If all sound, including music, consists of two physical properties, namely amplitude and frequency,
All sound comprises of phase & amplitude. Further, time & phase are related in that time is phase. It takes a certain time for the sound originating from a source (any source) to reach your ear. Depending upon how much time it takes dictates what the phase of the sound is (w.r.t. its originating point) when it reaches your ear. Phase changes from zero to 360 degrees & starts all over again from zero infinitely until the sound dies out. Amplitude of sound falls off 6dB per doubling of the distance. So, the further away you are the lower the amplitude.
In nature, phase is the independent variable & frequency is a derivative of phase. So, if phase changes, frequency will change. And, when the frequency changes, the timbral aspect of the sound changes.
then one could argue that much of the audio language we use is vague, and sometimes extremely difficult to understand.
Continuing what was written above, the audio language is basically describing what the distortion sounds like upon playback.
As you know, all electronics & all speakers create distortion.
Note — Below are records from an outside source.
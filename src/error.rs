use std::path::PathBuf;

/// Errors related to configuration loading and parsing.
#[derive(Debug, thiserror::Error)]
pub enum ConfigError {
    #[error("I/O error: {0}")]
    IoError(#[from] std::io::Error),

    #[error("Failed to parse config at {path}: {message}")]
    ParseError { path: PathBuf, message: String },

    #[error("Invalid config value for `{field}`: {message}")]
    InvalidValue { field: String, message: String },
}

/// Errors surfaced by the RPC layer (server, client, router).
#[derive(Debug, thiserror::Error)]
pub enum McpError {
    #[error("Connection to {url} failed: {message}")]
    Connection { url: String, message: String },

    #[error("Protocol error: {0}")]
    Protocol(String),

    #[error("{0}")]
    NotFound(String),

    #[error("{message} after {timeout_ms}ms")]
    Timeout { message: String, timeout_ms: u64 },

    #[error("Invalid params: {0}")]
    InvalidParams(String),

    #[error("Tool handler failed: {0}")]
    Handler(String),

    #[error("Remote error {code}: {message}")]
    Remote { code: i64, message: String },
}

impl McpError {
    /// Whether the peer could not be reached at all (as opposed to answering
    /// with an error).
    pub fn is_connection(&self) -> bool {
        matches!(self, McpError::Connection { .. })
    }

    /// RPC error code reported to callers for this error.
    pub fn rpc_code(&self) -> i64 {
        match self {
            McpError::InvalidParams(_) => crate::mcp::types::INVALID_PARAMS,
            McpError::Remote { code, .. } => *code,
            _ => crate::mcp::types::INTERNAL_ERROR,
        }
    }
}

/// Errors related to status publication and synchronization.
#[derive(Debug, thiserror::Error)]
pub enum StatusError {
    #[error("Status document does not match the expected format (line {line}): {message}")]
    Parse { line: usize, message: String },

    #[error("I/O error on {path}: {source}")]
    Io {
        path: PathBuf,
        #[source]
        source: std::io::Error,
    },

    #[error("Failed to watch {path}: {message}")]
    Watch { path: PathBuf, message: String },
}
//! Wire and identity types shared by the server, client and router.
//!
//! Field names follow the camelCase JSON used on the wire; Rust-side names
//! stay snake_case through `#[serde(rename_all = "camelCase")]`.

use std::fmt;
use std::str::FromStr;

use serde::{Deserialize, Serialize};
use serde_json::Value;

/// JSON body could not be parsed.
pub const PARSE_ERROR: i64 = -32700;
/// Tool arguments failed schema validation.
pub const INVALID_PARAMS: i64 = -32602;
/// Unknown method, unknown tool, or handler failure.
pub const INTERNAL_ERROR: i64 = -32603;

/// The five agent roles of the orchestration scaffold.
#[derive(Debug, Clone, Copy, PartialEq, Eq, Hash, Serialize, Deserialize)]
#[serde(rename_all = "lowercase")]
pub enum AgentType {
    Customer,
    Pm,
    Coder,
    Reviewer,
    Tester,
}

impl AgentType {
    pub fn as_str(&self) -> &'static str {
        match self {
            AgentType::Customer => "customer",
            AgentType::Pm => "pm",
            AgentType::Coder => "coder",
            AgentType::Reviewer => "reviewer",
            AgentType::Tester => "tester",
        }
    }

    /// Capability names every agent of this type advertises on
    /// `/capabilities`, before any registered tool names.
    pub fn default_capabilities(&self) -> &'static [&'static str] {
        match self {
            AgentType::Customer => &["requirements", "acceptance"],
            AgentType::Pm => &["planning", "coordination", "issue-tracking"],
            AgentType::Coder => &["implementation", "refactoring"],
            AgentType::Reviewer => &["code-review", "quality-gate"],
            AgentType::Tester => &["test-execution", "coverage"],
        }
    }
}

impl fmt::Display for AgentType {
    fn fmt(&self, f: &mut fmt::Formatter<'_>) -> fmt::Result {
        f.write_str(self.as_str())
    }
}

impl FromStr for AgentType {
    type Err = String;

    fn from_str(s: &str) -> Result<Self, Self::Err> {
        match s.trim().to_ascii_lowercase().as_str() {
            "customer" => Ok(AgentType::Customer),
            "pm" => Ok(AgentType::Pm),
            "coder" => Ok(AgentType::Coder),
            "reviewer" => Ok(AgentType::Reviewer),
            "tester" => Ok(AgentType::Tester),
            other => Err(format!(
                "unknown agent type '{other}'. Expected customer, pm, coder, reviewer or tester"
            )),
        }
    }
}

/// Who an agent is: an opaque id plus its role.
#[derive(Debug, Clone, PartialEq, Eq, Serialize, Deserialize)]
#[serde(rename_all = "camelCase")]
pub struct AgentIdentity {
    pub agent_id: String,
    pub agent_type: AgentType,
}

impl AgentIdentity {
    pub fn new(agent_id: impl Into<String>, agent_type: AgentType) -> Self {
        Self {
            agent_id: agent_id.into(),
            agent_type,
        }
    }
}

/// Request envelope posted to `/mcp`.
#[derive(Debug, Clone, Serialize, Deserialize)]
pub struct RpcRequest {
    pub method: String,
    #[serde(default, skip_serializing_if = "Option::is_none")]
    pub params: Option<Value>,
    #[serde(default, skip_serializing_if = "Option::is_none")]
    pub id: Option<Value>,
}

impl RpcRequest {
    pub fn new(method: impl Into<String>) -> Self {
        Self {
            method: method.into(),
            params: None,
            id: None,
        }
    }

    pub fn with_params(mut self, params: Value) -> Self {
        self.params = Some(params);
        self
    }

    pub fn with_id(mut self, id: impl Into<Value>) -> Self {
        self.id = Some(id.into());
        self
    }

    /// Build a `tools/call` request for the named tool.
    pub fn tool_call(name: &str, arguments: Value) -> Self {
        Self::new("tools/call").with_params(serde_json::json!({
            "name": name,
            "arguments": arguments,
        }))
    }
}

/// Structured error carried by a failed [`RpcResponse`].
#[derive(Debug, Clone, PartialEq, Serialize, Deserialize)]
pub struct RpcErrorBody {
    pub code: i64,
    pub message: String,
}

/// Response envelope. Exactly one of `result` / `error` is set.
#[derive(Debug, Clone, Serialize, Deserialize)]
pub struct RpcResponse {
    #[serde(default, skip_serializing_if = "Option::is_none")]
    pub result: Option<Value>,
    #[serde(default, skip_serializing_if = "Option::is_none")]
    pub error: Option<RpcErrorBody>,
    #[serde(default)]
    pub id: Option<Value>,
}

impl RpcResponse {
    pub fn success(result: Value, id: Option<Value>) -> Self {
        Self {
            result: Some(result),
            error: None,
            id,
        }
    }

    pub fn failure(code: i64, message: impl Into<String>, id: Option<Value>) -> Self {
        Self {
            result: None,
            error: Some(RpcErrorBody {
                code,
                message: message.into(),
            }),
            id,
        }
    }
}

/// Kind of application message carried between agents.
#[derive(Debug, Clone, Copy, PartialEq, Eq, Serialize, Deserialize)]
#[serde(rename_all = "lowercase")]
pub enum MessageType {
    Request,
    Response,
    Notification,
}

/// Recipient(s) of an [`AgentMessage`]: one agent id, or a list for broadcast.
#[derive(Debug, Clone, PartialEq, Eq, Serialize, Deserialize)]
#[serde(untagged)]
pub enum Recipients {
    One(String),
    Many(Vec<String>),
}

impl From<&str> for Recipients {
    fn from(id: &str) -> Self {
        Recipients::One(id.to_string())
    }
}

impl From<Vec<String>> for Recipients {
    fn from(ids: Vec<String>) -> Self {
        Recipients::Many(ids)
    }
}

/// Application-level message routed between agents by the
/// [`super::router::MessageRouter`].
#[derive(Debug, Clone, Serialize, Deserialize)]
#[serde(rename_all = "camelCase")]
pub struct AgentMessage {
    pub from: String,
    pub to: Recipients,
    #[serde(rename = "type")]
    pub message_type: MessageType,
    pub method: String,
    #[serde(default)]
    pub payload: Value,
    /// Per-call deadline in milliseconds.
    #[serde(default, skip_serializing_if = "Option::is_none")]
    pub timeout: Option<u64>,
    #[serde(default, skip_serializing_if = "Option::is_none")]
    pub id: Option<String>,
}

impl AgentMessage {
    pub fn request(
        from: impl Into<String>,
        to: impl Into<Recipients>,
        method: impl Into<String>,
        payload: Value,
    ) -> Self {
        Self {
            from: from.into(),
            to: to.into(),
            message_type: MessageType::Request,
            method: method.into(),
            payload,
            timeout: None,
            id: None,
        }
    }

    pub fn with_timeout(mut self, timeout_ms: u64) -> Self {
        self.timeout = Some(timeout_ms);
        self
    }
}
The name of the game is to identify components (electronics + speakers) for any given price-point that playback music with the least distortion. That will always enhance one's music playback session(s).
So when people write
For example, what are we supposed to understand by words like 'analytical' or 'warm'?
they are really describing the sound of the distortion - specifically the phase distortion - thru their resp system or some system they auditioned (friend's place, dealer's place, etc).
it's important to remember that when the phase of the original signal (coming off a LP or a CD or a music stream) is altered (by electronics or the speaker), the frequency content of that music playback session is altered. This in turn changes the timbral accuracy & this completely alters the music for the worse (in general. there are many people that like phase distortions because it gives them a coloured sound they are looking for specifically).
Once you understand this, it is very easy to understand the audio language.